Your instructions
Exactly how many lines in the entries contain "filename"? Give that number alone.

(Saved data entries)
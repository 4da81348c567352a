//! Spread and z-score signal derivation.
//!
//! The z-score is normalized by the whole window's mean and sample std,
//! future points included. That look-ahead is part of the backtest's
//! contract; live trading cannot reproduce it.

use crate::domain::config::BacktestConfig;
use crate::domain::series::PairSeries;
use crate::domain::stats::{mean, ols_fit, rolling_std, sample_std};

/// Per-timestamp signal values consumed by the state machine.
#[derive(Debug, Clone, Copy, PartialEq)]
pub struct SignalPoint {
    pub spread: f64,
    pub z_score: f64,
    pub spread_volatility: f64,
}

/// Full-window OLS slope of A on B; the intercept is discarded. The ratio
/// is fitted once and held constant for the whole simulation.
pub fn fit_hedge_ratio(closes_a: &[f64], closes_b: &[f64]) -> f64 {
    ols_fit(closes_a, closes_b).slope
}

/// Derive one `SignalPoint` per timestamp:
/// spread[t] = a[t] - hedge_ratio * b[t], z[t] against whole-series
/// mean/std, volatility as the trailing sample std over
/// `config.volatility_window` with the whole-series std substituted before
/// the window fills.
pub fn build_signals(
    series: &PairSeries,
    hedge_ratio: f64,
    config: &BacktestConfig,
) -> Vec<SignalPoint> {
    let spread: Vec<f64> = series
        .closes_a
        .iter()
        .zip(series.closes_b.iter())
        .map(|(a, b)| a - hedge_ratio * b)
        .collect();

    let spread_mean = mean(&spread);
    let spread_std = sample_std(&spread);
    let rolled = rolling_std(&spread, config.volatility_window);

    spread
        .iter()
        .zip(rolled)
        .map(|(&value, window_std)| SignalPoint {
            spread: value,
            // A flat spread pins z at 0; the pair never trades.
            z_score: if spread_std > 0.0 {
                (value - spread_mean) / spread_std
            } else {
                0.0
            },
            spread_volatility: window_std.unwrap_or(spread_std),
        })
        .collect()
}
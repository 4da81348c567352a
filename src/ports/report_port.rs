//! Report generation port trait.

use crate::domain::config::BacktestConfig;
use crate::domain::error::PairtraderError;
use crate::domain::report::PerformanceReport;

/// Port for writing a pair's performance report.
pub trait ReportPort {
    fn write(
        &self,
        report: &PerformanceReport,
        config: &BacktestConfig,
        output_path: &str,
    ) -> Result<(), PairtraderError>;
}
//! INI file configuration adapter.

use crate::domain::error::PairtraderError;
use crate::ports::config_port::ConfigPort;
use configparser::ini::Ini;
use std::path::Path;

pub struct FileConfigAdapter {
    config: Ini,
}

impl FileConfigAdapter {
    pub fn from_file<P: AsRef<Path>>(path: P) -> Result<Self, PairtraderError> {
        let mut config = Ini::new();
        config
            .load(path.as_ref())
            .map_err(|e| PairtraderError::ConfigParse {
                file: path.as_ref().display().to_string(),
                reason: e,
            })?;
        Ok(Self { config })
    }

    pub fn from_string(content: &str) -> Result<Self, PairtraderError> {
        let mut config = Ini::new();
        config
            .read(content.to_string())
            .map_err(|e| PairtraderError::ConfigParse {
                file: "<inline>".to_string(),
                reason: e,
            })?;
        Ok(Self { config })
    }
}

impl ConfigPort for FileConfigAdapter {
    fn get_string(&self, section: &str, key: &str) -> Option<String> {
        self.config.get(section, key)
    }

    fn get_int(&self, section: &str, key: &str, default: i64) -> i64 {
        self.config
            .getint(section, key)
            .ok()
            .flatten()
            .unwrap_or(default)
    }

    fn get_double(&self, section: &str, key: &str, default: f64) -> f64 {
        self.config
            .getfloat(section, key)
            .ok()
            .flatten()
            .unwrap_or(default)
    }
}
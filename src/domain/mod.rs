//! Core domain types and logic.

pub mod error;
pub mod config;
pub mod series;
pub mod universe;
pub mod stats;
pub mod cointegration;
pub mod signal;
pub mod sizing;
pub mod simulation;
pub mod metrics;
pub mod report;
pub mod selector;
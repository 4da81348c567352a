//! Configuration access port trait.

pub trait ConfigPort {
    /// Raw string value, `None` when the section or key is absent.
    fn get_string(&self, section: &str, key: &str) -> Option<String>;
    /// Integer value, falling back to `default` when missing or unparseable.
    fn get_int(&self, section: &str, key: &str, default: i64) -> i64;
    /// Float value, falling back to `default` when missing or unparseable.
    fn get_double(&self, section: &str, key: &str, default: f64) -> f64;
}
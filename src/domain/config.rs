//! Backtest configuration.
//!
//! Every tunable the pipeline reads lives here and is passed by reference
//! into the components; nothing consults process-wide state.

use chrono::NaiveDate;

use crate::domain::error::PairtraderError;

#[derive(Debug, Clone, PartialEq)]
pub struct BacktestConfig {
    pub start_date: NaiveDate,
    pub end_date: NaiveDate,
    pub initial_capital: f64,
    /// Entry when |z| exceeds this, in the direction that fades the move.
    pub entry_threshold: f64,
    /// Exit when |z| falls back inside this band.
    pub exit_threshold: f64,
    /// Proportional cost applied to |realized pnl| on each exit.
    pub transaction_cost: f64,
    pub risk_multiplier: f64,
    pub target_risk_unit: f64,
    /// Trailing window, in observations, for the spread volatility estimate.
    pub volatility_window: usize,
    /// Cointegration p-value gate.
    pub significance: f64,
    /// Minimum aligned observations before a pair is testable.
    pub min_observations: usize,
}

impl Default for BacktestConfig {
    fn default() -> Self {
        BacktestConfig {
            start_date: NaiveDate::from_ymd_opt(2022, 1, 1).unwrap(),
            end_date: NaiveDate::from_ymd_opt(2024, 1, 1).unwrap(),
            initial_capital: 100_000.0,
            entry_threshold: 1.5,
            exit_threshold: 0.3,
            transaction_cost: 0.001,
            risk_multiplier: 5.0,
            target_risk_unit: 1.0,
            volatility_window: 20,
            significance: 0.05,
            min_observations: 100,
        }
    }
}

impl BacktestConfig {
    /// Check every field before a run; first violation wins.
    pub fn validate(&self) -> Result<(), PairtraderError> {
        if self.start_date >= self.end_date {
            return Err(invalid("start_date", "start_date must be before end_date"));
        }
        if self.initial_capital <= 0.0 {
            return Err(invalid("initial_capital", "initial_capital must be positive"));
        }
        if self.entry_threshold <= 0.0 {
            return Err(invalid("entry_threshold", "entry_threshold must be positive"));
        }
        if self.exit_threshold <= 0.0 {
            return Err(invalid("exit_threshold", "exit_threshold must be positive"));
        }
        if self.exit_threshold >= self.entry_threshold {
            return Err(invalid(
                "exit_threshold",
                "exit_threshold must be below entry_threshold",
            ));
        }
        if !(0.0..1.0).contains(&self.transaction_cost) {
            return Err(invalid(
                "transaction_cost",
                "transaction_cost must be in [0, 1)",
            ));
        }
        if self.risk_multiplier <= 0.0 {
            return Err(invalid("risk_multiplier", "risk_multiplier must be positive"));
        }
        if self.target_risk_unit <= 0.0 {
            return Err(invalid(
                "target_risk_unit",
                "target_risk_unit must be positive",
            ));
        }
        if self.volatility_window < 2 {
            return Err(invalid(
                "volatility_window",
                "volatility_window must be at least 2",
            ));
        }
        if self.significance <= 0.0 || self.significance >= 1.0 {
            return Err(invalid(
                "significance",
                "significance must be between 0 and 1",
            ));
        }
        if self.min_observations < 3 {
            return Err(invalid(
                "min_observations",
                "min_observations must be at least 3",
            ));
        }
        Ok(())
    }
}

fn invalid(key: &str, reason: &str) -> PairtraderError {
    PairtraderError::ConfigInvalid {
        section: "backtest".to_string(),
        key: key.to_string(),
        reason: reason.to_string(),
    }
}
#![allow(dead_code)]

use chrono::NaiveDate;
use pairtrader::domain::error::PairtraderError;
pub use pairtrader::domain::series::ClosePoint;
use pairtrader::ports::data_port::DataPort;
use std::collections::HashMap;

pub struct MockDataPort {
    pub data: HashMap<String, Vec<ClosePoint>>,
    pub errors: HashMap<String, String>,
}

impl MockDataPort {
    pub fn new() -> Self {
        Self {
            data: HashMap::new(),
            errors: HashMap::new(),
        }
    }

    pub fn with_closes(mut self, symbol: &str, closes: Vec<ClosePoint>) -> Self {
        self.data.insert(symbol.to_string(), closes);
        self
    }

    pub fn with_error(mut self, symbol: &str, reason: &str) -> Self {
        self.errors.insert(symbol.to_string(), reason.to_string());
        self
    }
}

impl DataPort for MockDataPort {
    fn fetch_closes(
        &self,
        symbol: &str,
        _start_date: NaiveDate,
        _end_date: NaiveDate,
    ) -> Result<Vec<ClosePoint>, PairtraderError> {
        if let Some(reason) = self.errors.get(symbol) {
            return Err(PairtraderError::DataUnavailable {
                symbol: symbol.to_string(),
                reason: reason.clone(),
            });
        }
        Ok(self.data.get(symbol).cloned().unwrap_or_default())
    }

    fn list_symbols(&self) -> Result<Vec<String>, PairtraderError> {
        let mut symbols: Vec<String> = self.data.keys().cloned().collect();
        symbols.sort();
        Ok(symbols)
    }

    fn get_data_range(
        &self,
        symbol: &str,
    ) -> Result<Option<(NaiveDate, NaiveDate, usize)>, PairtraderError> {
        if let Some(reason) = self.errors.get(symbol) {
            return Err(PairtraderError::DataUnavailable {
                symbol: symbol.to_string(),
                reason: reason.clone(),
            });
        }
        match self.data.get(symbol) {
            Some(closes) if !closes.is_empty() => {
                let min = closes.iter().map(|p| p.date).min().unwrap();
                let max = closes.iter().map(|p| p.date).max().unwrap();
                Ok(Some((min, max, closes.len())))
            }
            _ => Ok(None),
        }
    }
}

pub fn date(y: i32, m: u32, d: u32) -> NaiveDate {
    NaiveDate::from_ymd_opt(y, m, d).unwrap()
}

pub fn make_close(date: &str, close: f64) -> ClosePoint {
    ClosePoint {
        date: NaiveDate::parse_from_str(date, "%Y-%m-%d").unwrap(),
        close,
    }
}

pub fn generate_closes(start_date: &str, values: &[f64]) -> Vec<ClosePoint> {
    let start = NaiveDate::parse_from_str(start_date, "%Y-%m-%d").unwrap();
    values
        .iter()
        .enumerate()
        .map(|(i, &close)| ClosePoint {
            date: start + chrono::Duration::days(i as i64),
            close,
        })
        .collect()
}

/// Leg B of a pair the cointegration test accepts: a slow trend plus a
/// bounded oscillation.
pub fn trending_leg(count: usize) -> Vec<f64> {
    (0..count)
        .map(|i| 50.0 + 0.05 * i as f64 + 2.0 * (i as f64 / 9.0).sin())
        .collect()
}

/// Leg A tracking `trending_leg` at a fixed multiple, with its own fast
/// oscillation, so the regression residual mean-reverts.
pub fn tracking_leg(leg_b: &[f64]) -> Vec<f64> {
    leg_b
        .iter()
        .enumerate()
        .map(|(i, b)| 2.0 * b + 1.5 * (i as f64 * 0.9).sin())
        .collect()
}

/// A bare linear drift with no oscillation, for building pairs the
/// qualifier rejects.
pub fn drifting_leg(count: usize) -> Vec<f64> {
    (0..count).map(|i| 20.0 + 0.1 * i as f64).collect()
}

/// Leg A that drifts quadratically away from B; the qualifier rejects
/// this pair.
pub fn diverging_leg(leg_b: &[f64]) -> Vec<f64> {
    leg_b.iter().map(|b| b * b / 20.0).collect()
}
//! SVG panel rendering for the HTML report.
//!
//! Each panel is a self-contained `<svg>` fragment: price overlay, spread
//! with trade markers, z-score with threshold guides, and equity versus
//! buy-and-hold. Empty input renders as an empty string.

use crate::domain::series::PairSeries;
use crate::domain::signal::SignalPoint;
use crate::domain::simulation::{TradeAction, TradeMark};
use crate::domain::stats::sample_std;

const WIDTH: f64 = 640.0;
const HEIGHT: f64 = 220.0;
const PADDING: f64 = 40.0;

fn bounds(series: &[&[f64]]) -> (f64, f64) {
    let mut min = f64::INFINITY;
    let mut max = f64::NEG_INFINITY;
    for values in series {
        for &v in *values {
            min = min.min(v);
            max = max.max(v);
        }
    }
    (min, max)
}

fn x_at(index: usize, len: usize) -> f64 {
    let plot_width = WIDTH - 2.0 * PADDING;
    let scale_x = if len > 1 {
        plot_width / (len - 1) as f64
    } else {
        0.0
    };
    PADDING + index as f64 * scale_x
}

fn y_at(value: f64, min: f64, max: f64) -> f64 {
    let plot_height = HEIGHT - 2.0 * PADDING;
    let range = max - min;
    let scale_y = if range > 0.0 { plot_height / range } else { 1.0 };
    HEIGHT - PADDING - (value - min) * scale_y
}

fn polyline(values: &[f64], min: f64, max: f64, color: &str) -> String {
    let points: Vec<String> = values
        .iter()
        .enumerate()
        .map(|(i, &v)| format!("{:.1},{:.1}", x_at(i, values.len()), y_at(v, min, max)))
        .collect();
    format!(
        r#"<polyline fill="none" stroke="{}" stroke-width="1.5" points="{}"/>"#,
        color,
        points.join(" ")
    )
}

fn dashed_polyline(values: &[f64], min: f64, max: f64, color: &str) -> String {
    let points: Vec<String> = values
        .iter()
        .enumerate()
        .map(|(i, &v)| format!("{:.1},{:.1}", x_at(i, values.len()), y_at(v, min, max)))
        .collect();
    format!(
        r#"<polyline fill="none" stroke="{}" stroke-width="1" stroke-dasharray="5 4" points="{}"/>"#,
        color,
        points.join(" ")
    )
}

/// Dashed horizontal guide at `level`, omitted when outside the plot range.
fn guide_line(level: f64, min: f64, max: f64, color: &str) -> Option<String> {
    if level < min || level > max {
        return None;
    }
    let y = y_at(level, min, max);
    Some(format!(
        r#"<line x1="{:.1}" y1="{:.1}" x2="{:.1}" y2="{:.1}" stroke="{}" stroke-width="1" stroke-dasharray="4 3"/>"#,
        PADDING,
        y,
        WIDTH - PADDING,
        y,
        color
    ))
}

fn frame(title: &str, body: &str) -> String {
    format!(
        concat!(
            r#"<svg xmlns="http://www.w3.org/2000/svg" width="{w:.0}" height="{h:.0}" viewBox="0 0 {w:.0} {h:.0}">"#,
            "\n",
            r#"<rect width="{w:.0}" height="{h:.0}" fill="white"/>"#,
            "\n",
            r#"<text x="{p:.0}" y="20" font-family="sans-serif" font-size="13">{title}</text>"#,
            "\n",
            r#"<line x1="{p:.1}" y1="{p:.1}" x2="{p:.1}" y2="{b:.1}" stroke="black" stroke-width="1"/>"#,
            "\n",
            r#"<line x1="{p:.1}" y1="{b:.1}" x2="{r:.1}" y2="{b:.1}" stroke="black" stroke-width="1"/>"#,
            "\n{body}\n</svg>"
        ),
        w = WIDTH,
        h = HEIGHT,
        p = PADDING,
        b = HEIGHT - PADDING,
        r = WIDTH - PADDING,
        title = title,
        body = body
    )
}

pub fn price_panel(series: &PairSeries) -> String {
    if series.is_empty() {
        return String::new();
    }

    let (min, max) = bounds(&[&series.closes_a, &series.closes_b]);
    let body = format!(
        "{}\n{}",
        polyline(&series.closes_a, min, max, "steelblue"),
        polyline(&series.closes_b, min, max, "darkorange")
    );
    frame(
        &format!("Close prices: {} / {}", series.symbol_a, series.symbol_b),
        &body,
    )
}

/// Spread line with entry/exit bands at `threshold * std(spread)` around
/// zero and one marker per trade. Bands outside the data range are simply
/// not drawn, like an off-scale axis guide.
pub fn spread_panel(
    signals: &[SignalPoint],
    trades: &[TradeMark],
    entry_threshold: f64,
    exit_threshold: f64,
) -> String {
    if signals.is_empty() {
        return String::new();
    }

    let spread: Vec<f64> = signals.iter().map(|s| s.spread).collect();
    let (min, max) = bounds(&[&spread]);
    let spread_std = sample_std(&spread);

    let mut body = vec![polyline(&spread, min, max, "steelblue")];
    for (level, color) in [
        (entry_threshold * spread_std, "crimson"),
        (-entry_threshold * spread_std, "crimson"),
        (exit_threshold * spread_std, "seagreen"),
        (-exit_threshold * spread_std, "seagreen"),
    ] {
        if let Some(guide) = guide_line(level, min, max, color) {
            body.push(guide);
        }
    }

    for trade in trades {
        if trade.index >= signals.len() {
            continue;
        }
        let color = match trade.action {
            TradeAction::Long => "seagreen",
            TradeAction::Short => "crimson",
            TradeAction::Exit => "black",
        };
        body.push(format!(
            r#"<circle cx="{:.1}" cy="{:.1}" r="3.5" fill="{}"/>"#,
            x_at(trade.index, signals.len()),
            y_at(trade.spread, min, max),
            color
        ));
    }

    frame("Spread with entry bands and trades", &body.join("\n"))
}

pub fn z_panel(signals: &[SignalPoint], entry_threshold: f64, exit_threshold: f64) -> String {
    if signals.is_empty() {
        return String::new();
    }

    let z: Vec<f64> = signals.iter().map(|s| s.z_score).collect();
    let guides = [
        -entry_threshold,
        -exit_threshold,
        0.0,
        exit_threshold,
        entry_threshold,
    ];
    // Keep the thresholds visible even when z never reaches them.
    let (z_min, z_max) = bounds(&[&z, &guides]);

    let mut body = vec![polyline(&z, z_min, z_max, "steelblue")];
    for (level, color) in [
        (0.0, "gray"),
        (entry_threshold, "crimson"),
        (-entry_threshold, "crimson"),
        (exit_threshold, "seagreen"),
        (-exit_threshold, "seagreen"),
    ] {
        if let Some(guide) = guide_line(level, z_min, z_max, color) {
            body.push(guide);
        }
    }

    frame("Z-score with entry/exit thresholds", &body.join("\n"))
}

/// Strategy equity with a dashed buy-and-hold overlay per leg.
pub fn equity_panel(equity_curve: &[f64], buy_hold_a: &[f64], buy_hold_b: &[f64]) -> String {
    if equity_curve.is_empty() {
        return String::new();
    }

    let (min, max) = bounds(&[equity_curve, buy_hold_a, buy_hold_b]);
    let mut body = vec![polyline(equity_curve, min, max, "steelblue")];
    if !buy_hold_a.is_empty() {
        body.push(dashed_polyline(buy_hold_a, min, max, "darkorange"));
    }
    if !buy_hold_b.is_empty() {
        body.push(dashed_polyline(buy_hold_b, min, max, "seagreen"));
    }

    frame("Equity vs buy-and-hold", &body.join("\n"))
}
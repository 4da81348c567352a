//! CLI definition and dispatch.

use chrono::NaiveDate;
use clap::{Parser, Subcommand};
use std::path::PathBuf;
use std::process::ExitCode;

use crate::adapters::console_progress_adapter::ConsoleProgressAdapter;
use crate::adapters::csv_adapter::CsvAdapter;
use crate::adapters::file_config_adapter::FileConfigAdapter;
use crate::adapters::html_report_adapter::HtmlReportAdapter;
use crate::domain::config::BacktestConfig;
use crate::domain::error::PairtraderError;
use crate::domain::report::PerformanceReport;
use crate::domain::selector::{run_pair, scan_universe};
use crate::domain::sizing::position_size;
use crate::domain::simulation::TradeAction;
use crate::domain::universe::{default_universe, parse_pair, parse_pairs, PairCandidate};
use crate::ports::config_port::ConfigPort;
use crate::ports::data_port::DataPort;
use crate::ports::progress_port::{ProgressPort, StepUpdate, TradeEvent};
use crate::ports::report_port::ReportPort;

#[derive(Parser, Debug)]
#[command(name = "pairtrader", about = "Pair trading mean-reversion backtester")]
pub struct Cli {
    #[command(subcommand)]
    pub command: Command,
}

#[derive(Subcommand, Debug)]
pub enum Command {
    /// Scan the pair universe and rank by Sharpe ratio
    Scan {
        #[arg(short, long)]
        config: PathBuf,
        #[arg(long)]
        data_dir: Option<PathBuf>,
        #[arg(long)]
        pairs: Option<String>,
        #[arg(short, long)]
        output: Option<PathBuf>,
        #[arg(long)]
        live: bool,
    },
    /// Backtest a single pair
    Backtest {
        #[arg(short, long)]
        config: PathBuf,
        #[arg(long)]
        pair: String,
        #[arg(long)]
        data_dir: Option<PathBuf>,
        #[arg(short, long)]
        output: Option<PathBuf>,
        #[arg(long)]
        live: bool,
    },
    /// Validate a configuration file
    Validate {
        #[arg(short, long)]
        config: PathBuf,
    },
    /// List symbols with data available
    ListSymbols {
        #[arg(long)]
        data_dir: Option<PathBuf>,
        #[arg(short, long)]
        config: Option<PathBuf>,
    },
    /// Show data range for symbol(s)
    Info {
        #[arg(long)]
        symbol: Option<String>,
        #[arg(long)]
        data_dir: Option<PathBuf>,
        #[arg(short, long)]
        config: Option<PathBuf>,
    },
}

pub fn run(cli: Cli) -> ExitCode {
    match cli.command {
        Command::Scan {
            config,
            data_dir,
            pairs,
            output,
            live,
        } => run_scan(
            &config,
            data_dir.as_ref(),
            pairs.as_deref(),
            output.as_ref(),
            live,
        ),
        Command::Backtest {
            config,
            pair,
            data_dir,
            output,
            live,
        } => run_backtest(&config, &pair, data_dir.as_ref(), output.as_ref(), live),
        Command::Validate { config } => run_validate(&config),
        Command::ListSymbols { data_dir, config } => {
            run_list_symbols(data_dir.as_ref(), config.as_ref())
        }
        Command::Info {
            symbol,
            data_dir,
            config,
        } => run_info(symbol.as_deref(), data_dir.as_ref(), config.as_ref()),
    }
}

pub fn load_config(path: &PathBuf) -> Result<FileConfigAdapter, ExitCode> {
    FileConfigAdapter::from_file(path).map_err(|e| {
        eprintln!("error: {e}");
        ExitCode::from(&e)
    })
}

pub fn build_backtest_config(adapter: &dyn ConfigPort) -> Result<BacktestConfig, PairtraderError> {
    let start_str = adapter
        .get_string("backtest", "start_date")
        .ok_or_else(|| PairtraderError::ConfigMissing {
            section: "backtest".into(),
            key: "start_date".into(),
        })?;
    let end_str = adapter.get_string("backtest", "end_date").ok_or_else(|| {
        PairtraderError::ConfigMissing {
            section: "backtest".into(),
            key: "end_date".into(),
        }
    })?;

    let start_date = NaiveDate::parse_from_str(&start_str, "%Y-%m-%d").map_err(|_| {
        PairtraderError::ConfigInvalid {
            section: "backtest".into(),
            key: "start_date".into(),
            reason: "invalid date format (expected YYYY-MM-DD)".into(),
        }
    })?;
    let end_date = NaiveDate::parse_from_str(&end_str, "%Y-%m-%d").map_err(|_| {
        PairtraderError::ConfigInvalid {
            section: "backtest".into(),
            key: "end_date".into(),
            reason: "invalid date format (expected YYYY-MM-DD)".into(),
        }
    })?;

    let defaults = BacktestConfig::default();
    let config = BacktestConfig {
        start_date,
        end_date,
        initial_capital: adapter.get_double(
            "backtest",
            "initial_capital",
            defaults.initial_capital,
        ),
        entry_threshold: adapter.get_double(
            "backtest",
            "entry_threshold",
            defaults.entry_threshold,
        ),
        exit_threshold: adapter.get_double("backtest", "exit_threshold", defaults.exit_threshold),
        transaction_cost: adapter.get_double(
            "backtest",
            "transaction_cost",
            defaults.transaction_cost,
        ),
        risk_multiplier: adapter.get_double("backtest", "risk_multiplier", defaults.risk_multiplier),
        target_risk_unit: adapter.get_double(
            "backtest",
            "target_risk_unit",
            defaults.target_risk_unit,
        ),
        volatility_window: get_usize(adapter, "volatility_window", defaults.volatility_window)?,
        significance: adapter.get_double("backtest", "significance", defaults.significance),
        min_observations: get_usize(adapter, "min_observations", defaults.min_observations)?,
    };

    config.validate()?;
    Ok(config)
}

Answer below
3